** Task input follows **

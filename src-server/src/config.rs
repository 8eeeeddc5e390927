//! Server configuration.
//!
//! Layers, lowest priority first:
//! 1. built-in defaults for the environment picked by `APP_ENV`
//!    (`local`, `sqa`, `prod`; default `local`),
//! 2. an optional TOML file passed with `--config`,
//! 3. environment variables prefixed with `WEDDING__`
//!    (`WEDDING__SERVER__PORT` maps to `server.port`),
//! 4. `PORT`, which always wins for the listen port.

use config::{Config, Environment, File, Map};
use serde::Deserialize;
use std::fmt;
use std::net::IpAddr;
use std::path::{Path, PathBuf};
use std::str::FromStr;
use std::time::Duration;

#[derive(Debug, thiserror::Error)]
pub enum ConfigError {
    #[error("Config error: {0}")]
    Config(#[from] config::ConfigError),

    #[error("Unknown environment '{0}', expected local, sqa or prod")]
    UnknownEnvironment(String),
}

#[derive(Debug, Clone, Copy, PartialEq, Eq, Deserialize)]
#[serde(rename_all = "lowercase")]
pub enum AppEnv {
    Local,
    Sqa,
    Prod,
}

impl AppEnv {
    pub fn as_str(&self) -> &'static str {
        match self {
            AppEnv::Local => "local",
            AppEnv::Sqa => "sqa",
            AppEnv::Prod => "prod",
        }
    }
}

impl fmt::Display for AppEnv {
    fn fmt(&self, f: &mut fmt::Formatter<'_>) -> fmt::Result {
        f.write_str(self.as_str())
    }
}

impl FromStr for AppEnv {
    type Err = ConfigError;

    fn from_str(s: &str) -> Result<Self, Self::Err> {
        match s.trim().to_ascii_lowercase().as_str() {
            "" | "local" => Ok(AppEnv::Local),
            "sqa" => Ok(AppEnv::Sqa),
            "prod" => Ok(AppEnv::Prod),
            other => Err(ConfigError::UnknownEnvironment(other.to_string())),
        }
    }
}

#[derive(Debug, Clone, PartialEq, Deserialize)]
pub struct ServerSettings {
    pub host: IpAddr,
    pub port: u16,
}

#[derive(Debug, Clone, PartialEq, Deserialize)]
pub struct DatabaseSettings {
    /// SQLite file, or `:memory:`
    pub path: PathBuf,
}

#[derive(Debug, Clone, PartialEq, Deserialize)]
pub struct RateLimitSettings {
    /// Requests allowed per client per window
    pub requests: u32,
    pub window_secs: u64,
}

impl RateLimitSettings {
    pub fn window(&self) -> Duration {
        Duration::from_secs(self.window_secs)
    }
}

#[derive(Debug, Clone, PartialEq, Deserialize)]
pub struct LoggingSettings {
    pub dir: PathBuf,
    pub max_files: usize,
    /// Default level when `RUST_LOG` is unset
    pub level: String,
}

#[derive(Debug, Clone, PartialEq, Deserialize)]
pub struct Settings {
    pub environment: AppEnv,
    pub server: ServerSettings,
    pub database: DatabaseSettings,
    pub rate_limit: RateLimitSettings,
    pub logging: LoggingSettings,
    /// Load the sample guests and registry on start
    pub seed_on_start: bool,
}

/// Load settings from the process environment and an optional file.
pub fn load_settings(file: Option<&Path>) -> Result<Settings, ConfigError> {
    let env: AppEnv = std::env::var("APP_ENV").unwrap_or_default().parse()?;
    let port = std::env::var("PORT").ok().filter(|p| !p.trim().is_empty());
    build_settings(env, file, None, port)
}

/// Build settings for `env`. `vars` replaces the process environment as the
/// source of `WEDDING__` overrides when given.
pub fn build_settings(
    env: AppEnv,
    file: Option<&Path>,
    vars: Option<Map<String, String>>,
    port: Option<String>,
) -> Result<Settings, ConfigError> {
    let (host, db_path, seed, level) = match env {
        AppEnv::Local => ("127.0.0.1", "data/wedding-local.db", true, "debug"),
        AppEnv::Sqa => ("0.0.0.0", "data/wedding-sqa.db", false, "info"),
        AppEnv::Prod => ("0.0.0.0", "data/wedding.db", false, "info"),
    };

    let mut builder = Config::builder()
        .set_default("environment", env.as_str())?
        .set_default("server.host", host)?
        .set_default("server.port", 8080)?
        .set_default("database.path", db_path)?
        .set_default("rate_limit.requests", 10)?
        .set_default("rate_limit.window_secs", 60)?
        .set_default("logging.dir", "logs")?
        .set_default("logging.max_files", 7)?
        .set_default("logging.level", level)?
        .set_default("seed_on_start", seed)?;

    if let Some(path) = file {
        builder = builder.add_source(File::from(path).required(true));
    }

    builder = builder.add_source(
        Environment::with_prefix("WEDDING")
            .separator("__")
            .try_parsing(true)
            .source(vars),
    );

    let builder = builder
        .set_override_option("server.port", port)?
        // The environment is decided by APP_ENV alone
        .set_override("environment", env.as_str())?;

    let settings = builder.build()?.try_deserialize::<Settings>()?;
    Ok(settings)
}

#[cfg(test)]
mod tests {
    use super::*;
    use std::io::Write;

    fn vars(pairs: &[(&str, &str)]) -> Option<Map<String, String>> {
        Some(
            pairs
                .iter()
                .map(|(k, v)| (k.to_string(), v.to_string()))
                .collect(),
        )
    }

    #[test]
    fn test_parse_app_env() {
        assert_eq!("".parse::<AppEnv>().unwrap(), AppEnv::Local);
        assert_eq!("SQA".parse::<AppEnv>().unwrap(), AppEnv::Sqa);
        assert_eq!("prod".parse::<AppEnv>().unwrap(), AppEnv::Prod);
        assert!(matches!(
            "staging".parse::<AppEnv>(),
            Err(ConfigError::UnknownEnvironment(_))
        ));
    }

    #[test]
    fn test_local_defaults() {
        let settings = build_settings(AppEnv::Local, None, vars(&[]), None).unwrap();

        assert_eq!(settings.environment, AppEnv::Local);
        assert_eq!(settings.server.host.to_string(), "127.0.0.1");
        assert_eq!(settings.server.port, 8080);
        assert_eq!(settings.database.path, PathBuf::from("data/wedding-local.db"));
        assert_eq!(settings.rate_limit.requests, 10);
        assert_eq!(settings.rate_limit.window(), Duration::from_secs(60));
        assert_eq!(settings.logging.max_files, 7);
        assert!(settings.seed_on_start);
    }

    #[test]
    fn test_prod_defaults() {
        let settings = build_settings(AppEnv::Prod, None, vars(&[]), None).unwrap();

        assert_eq!(settings.server.host.to_string(), "0.0.0.0");
        assert_eq!(settings.logging.level, "info");
        assert!(!settings.seed_on_start);
    }

    #[test]
    fn test_env_vars_override_defaults() {
        let settings = build_settings(
            AppEnv::Sqa,
            None,
            vars(&[
                ("WEDDING__SERVER__PORT", "9000"),
                ("WEDDING__RATE_LIMIT__REQUESTS", "3"),
                ("WEDDING__DATABASE__PATH", ":memory:"),
            ]),
            None,
        )
        .unwrap();

        assert_eq!(settings.server.port, 9000);
        assert_eq!(settings.rate_limit.requests, 3);
        assert_eq!(settings.database.path, PathBuf::from(":memory:"));
    }

    #[test]
    fn test_port_wins_over_everything() {
        let settings = build_settings(
            AppEnv::Prod,
            None,
            vars(&[("WEDDING__SERVER__PORT", "9000")]),
            Some("3000".to_string()),
        )
        .unwrap();

        assert_eq!(settings.server.port, 3000);
    }

    #[test]
    fn test_file_layer() {
        let mut file = tempfile::Builder::new().suffix(".toml").tempfile().unwrap();
        writeln!(
            file,
            "seed_on_start = false\n\n[logging]\ndir = \"/var/log/wedding\"\nmax_files = 14"
        )
        .unwrap();

        let settings = build_settings(AppEnv::Local, Some(file.path()), vars(&[]), None).unwrap();

        assert!(!settings.seed_on_start);
        assert_eq!(settings.logging.dir, PathBuf::from("/var/log/wedding"));
        assert_eq!(settings.logging.max_files, 14);
        // Untouched keys keep their defaults
        assert_eq!(settings.server.port, 8080);
    }

    #[test]
    fn test_missing_file_is_an_error() {
        let result = build_settings(
            AppEnv::Local,
            Some(Path::new("/nonexistent/wedding.toml")),
            vars(&[]),
            None,
        );
        assert!(result.is_err());
    }
}
//! Registry Helpers
//!
//! Progress, ordering and display rules for registry items.

use crate::models::RegistryItem;

/// Units still needed, None for unlimited items
pub fn remaining(item: &RegistryItem) -> Option<u32> {
    item.requested_quantity
        .map(|requested| requested.saturating_sub(item.received_quantity))
}

/// Unlimited items are never fully gifted
pub fn is_fully_gifted(item: &RegistryItem) -> bool {
    match item.requested_quantity {
        Some(requested) => item.received_quantity >= requested,
        None => false,
    }
}

/// Rounded percentage gifted, None for unlimited items
pub fn progress_percent(item: &RegistryItem) -> Option<u32> {
    let requested = item.requested_quantity?;
    if requested == 0 {
        return Some(100);
    }
    Some(((item.received_quantity as f64 / requested as f64) * 100.0).round() as u32)
}

/// Special funds first, then items still needed, then fully gifted ones
pub fn sort_registry_items(items: &[RegistryItem]) -> Vec<RegistryItem> {
    let mut sorted = items.to_vec();
    sorted.sort_by_key(|item| (!item.is_special_fund, is_fully_gifted(item)));
    sorted
}

/// Current copy of the item with `id`
pub fn find_item(items: &[RegistryItem], id: &str) -> Option<RegistryItem> {
    items.iter().find(|item| item.id == id).cloned()
}

/// Optimistically record a gift in local state
pub fn apply_gift(items: &mut [RegistryItem], item_id: &str, quantity: u32) {
    if let Some(item) = items.iter_mut().find(|item| item.id == item_id) {
        item.received_quantity += quantity;
    }
}

pub fn price_label(price: f64) -> String {
    if price == 0.0 {
        return "Any Amount".to_string();
    }
    let cents = (price * 100.0).round() as u64;
    let mut amount = with_thousands(cents / 100);
    if cents % 100 != 0 {
        let fraction = format!("{:02}", cents % 100);
        amount.push('.');
        amount.push_str(fraction.trim_end_matches('0'));
    }
    if price >= 100.0 {
        format!("${}", amount)
    } else {
        format!("${} each", amount)
    }
}

fn with_thousands(value: u64) -> String {
    let digits = value.to_string();
    let mut out = String::with_capacity(digits.len() + digits.len() / 3);
    for (i, c) in digits.chars().enumerate() {
        if i > 0 && (digits.len() - i) % 3 == 0 {
            out.push(',');
        }
        out.push(c);
    }
    out
}

pub fn indefinite_article(label: &str) -> &'static str {
    match label.chars().next().map(|c| c.to_ascii_lowercase()) {
        Some('a' | 'e' | 'i' | 'o' | 'u') => "an",
        _ => "a",
    }
}

pub fn progress_label(item: &RegistryItem) -> Option<String> {
    let requested = item.requested_quantity?;
    if is_fully_gifted(item) {
        Some("Fully gifted!".to_string())
    } else {
        Some(format!("{} of {} gifted", item.received_quantity, requested))
    }
}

** End of Task input **

Your answer should be the lines of the material above that include "FromStr".

_Exercise result_.
use std::str::FromStr;
impl FromStr for AppEnv {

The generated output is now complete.